Abstract
How does the brain represent musical properties? Even with our growing understanding of the cognitive neuroscience of music, the answer to this question remains unclear. One method for conceiving possible representations is to use artificial neural networks, which can provide biologically plausible models of cognition. One could train networks to solve musical problems, and then study how these networks encode musical properties. However, researchers rarely examine network structure in detail because networks are difficult to interpret, and because many assume that networks capture informal or subsymbolic properties. Here we report very high correlations between network connection weights and discrete Fourier phase spaces used to represent musical sets.
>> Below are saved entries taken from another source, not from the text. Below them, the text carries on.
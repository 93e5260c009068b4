use thiserror::Error;

use crate::params::{ParamCategory, ParameterCacheError};

#[derive(Debug, Clone, PartialEq, Error)]
pub enum PricingError {
    /// A required pricing dimension is absent from the current parameter version.
    #[error("pricing parameter not found: {category}/{key}")]
    ParameterNotFound { category: ParamCategory, key: String },

    /// A parameter exists but holds the wrong kind of value.
    #[error("pricing parameter {category}/{key} has the wrong shape: {reason}")]
    ParameterMismatch {
        category: ParamCategory,
        key: String,
        reason: String,
    },

    /// The formula produced a result that violates its own guarantees.
    #[error("pricing invariant violated: {reason}")]
    CalculationInvariant { reason: String },

    #[error("parameter cache error: {0}")]
    Cache(#[from] ParameterCacheError),

    #[error("invalid pricing configuration: {reason}")]
    InvalidConfig { reason: String },
}
use async_trait::async_trait;
use genai::Client;
use genai::chat::{ChatMessage, ChatRequest};
use tracing::{debug, instrument};

use crate::retry::RetryPolicy;

use super::{ArbitrationConfig, ArbitrationError, ArbitrationPrompt};

#[async_trait]
/// External reasoning capability: prompt in, raw completion text out.
pub trait ArbitrationBackend: Send + Sync {
    async fn complete(&self, prompt: &ArbitrationPrompt) -> Result<String, ArbitrationError>;

    fn name(&self) -> &str;
}

/// Chat-completion backend over the multi-provider `genai` client.
///
/// The provider is inferred from the model name (`gpt-*`, `claude-*`, `gemini-*`, ...),
/// with credentials read from the provider's usual environment variable.
pub struct GenaiArbiter {
    client: Client,
    model: String,
    retry: RetryPolicy,
}

impl GenaiArbiter {
    pub fn new(model: impl Into<String>) -> Self {
        Self {
            client: Client::default(),
            model: model.into(),
            retry: RetryPolicy::default(),
        }
    }

    /// Backend for `config.model`, with a default `genai` client.
    pub fn from_config(config: &ArbitrationConfig) -> Result<Self, ArbitrationError> {
        let model = config.model.trim();
        if model.is_empty() {
            return Err(ArbitrationError::InvalidConfig {
                reason: "model cannot be empty".to_string(),
            });
        }
        Ok(Self::new(model))
    }

    pub fn with_client(client: Client, model: impl Into<String>) -> Self {
        Self {
            client,
            model: model.into(),
            retry: RetryPolicy::default(),
        }
    }

    pub fn with_retry(mut self, retry: RetryPolicy) -> Self {
        self.retry = retry;
        self
    }

    pub fn model(&self) -> &str {
        &self.model
    }

    async fn complete_once(&self, prompt: &ArbitrationPrompt) -> Result<String, ArbitrationError> {
        let request = ChatRequest::new(vec![
            ChatMessage::system(prompt.system.clone()),
            ChatMessage::user(prompt.user.clone()),
        ]);

        let response = self
            .client
            .exec_chat(self.model.as_str(), request, None)
            .await
            .map_err(|e| ArbitrationError::Backend {
                backend: self.model.clone(),
                message: e.to_string(),
            })?;

        response
            .first_text()
            .map(|text| text.to_string())
            .ok_or_else(|| ArbitrationError::MalformedResponse {
                reason: "completion contained no text".to_string(),
            })
    }
}

#[async_trait]
impl ArbitrationBackend for GenaiArbiter {
    #[instrument(skip(self, prompt), fields(model = %self.model))]
    async fn complete(&self, prompt: &ArbitrationPrompt) -> Result<String, ArbitrationError> {
        let text = self
            .retry
            .run("arbitration", ArbitrationError::is_transient, || {
                self.complete_once(prompt)
            })
            .await?;
        debug!(response_len = text.len(), "Arbitration completion received");
        Ok(text)
    }

    fn name(&self) -> &str {
        &self.model
    }
}
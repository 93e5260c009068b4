//! Arbitration between retrieved candidates.
//!
//! The reasoning backend either picks one candidate (with a confidence), rejects all
//! of them, or fails. Anything it returns outside the decision schema is treated as a
//! failed call, never as a match.

pub mod backend;
pub mod config;
mod error;
#[cfg(any(test, feature = "mock"))]
pub mod mock;
pub mod prompt;
pub mod selector;
pub mod types;


pub use backend::{ArbitrationBackend, GenaiArbiter};
pub use config::ArbitrationConfig;
pub use error::ArbitrationError;
#[cfg(any(test, feature = "mock"))]
pub use mock::ScriptedArbiter;
pub use prompt::ArbitrationPrompt;
pub use selector::{ArbitrationSelector, embedding_only_outcome};
pub use types::{ArbitrationOutcome, MatchMethod, MatchResult};
use thiserror::Error;

/// Malformed request fields, reported before any pipeline stage runs.
#[derive(Debug, Clone, PartialEq, Error)]
pub enum ValidationError {
    #[error("field '{field}' must not be empty")]
    EmptyField { field: &'static str },

    #[error("field '{field}' is too long: {actual} chars (max {max})")]
    TooLong {
        field: &'static str,
        max: usize,
        actual: usize,
    },

    #[error("field '{field}' has invalid years of experience: {value}")]
    InvalidYears { field: &'static str, value: f64 },

    #[error("experience range is inverted: min {min} > max {max}")]
    InvertedExperienceRange { min: f64, max: f64 },

    #[error("field '{field}' has too many entries: {actual} (max {max})")]
    TooManyItems {
        field: &'static str,
        max: usize,
        actual: usize,
    },

    /// No experience bounds and no matched reference job to infer them from.
    #[error("experience could not be resolved: no years supplied and no career level to infer from")]
    ExperienceUnresolved,
}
This is remarkable because there is no clear mathematical relationship between network learning rules and discrete Fourier analysis. That networks discover Fourier phase spaces indicates that these spaces have an important role to play outside of formal music theory. Finding phase spaces in networks raises the strong possibility that Fourier components are possible codes for musical cognition.
Subject terms: Computational models, Machine learning
Introduction
A main goal of studying musical cognition is identifying musical representations. Researchers seek musical representations by conducting psychological experiments1–3, or by using the methods of cognitive neuroscience4–7. However, the nature of musical representations is still unclear7.
A different method for generating new ideas about musical representations involves training artificial neural networks (ANNs). An ANN is a brain-like system of processors (analogous to neurons). Processors convert incoming signals into activity that is then sent to other processors via weighted connections (analogous to synapses). ANNs learn to convert stimuli into correct responses by modifying connection weights8,9. Many researchers train ANNs to solve musical problems10–12. In general, solving a musical problem requires discovering a mapping between representations of musical entities and classifications of these entities. For example, one musical problem would be classifying representations of different musical chords into chord types. While one could discover new musical representations by examining network structures to understand how they solve such classification problems12, this approach is rarely taken. It is widely assumed that ANNs are difficult to interpret because they capture subsymbolic properties13–15. Indeed, some music researchers are attracted to ANNs because they assume their networks capture important properties that cannot be formalized13.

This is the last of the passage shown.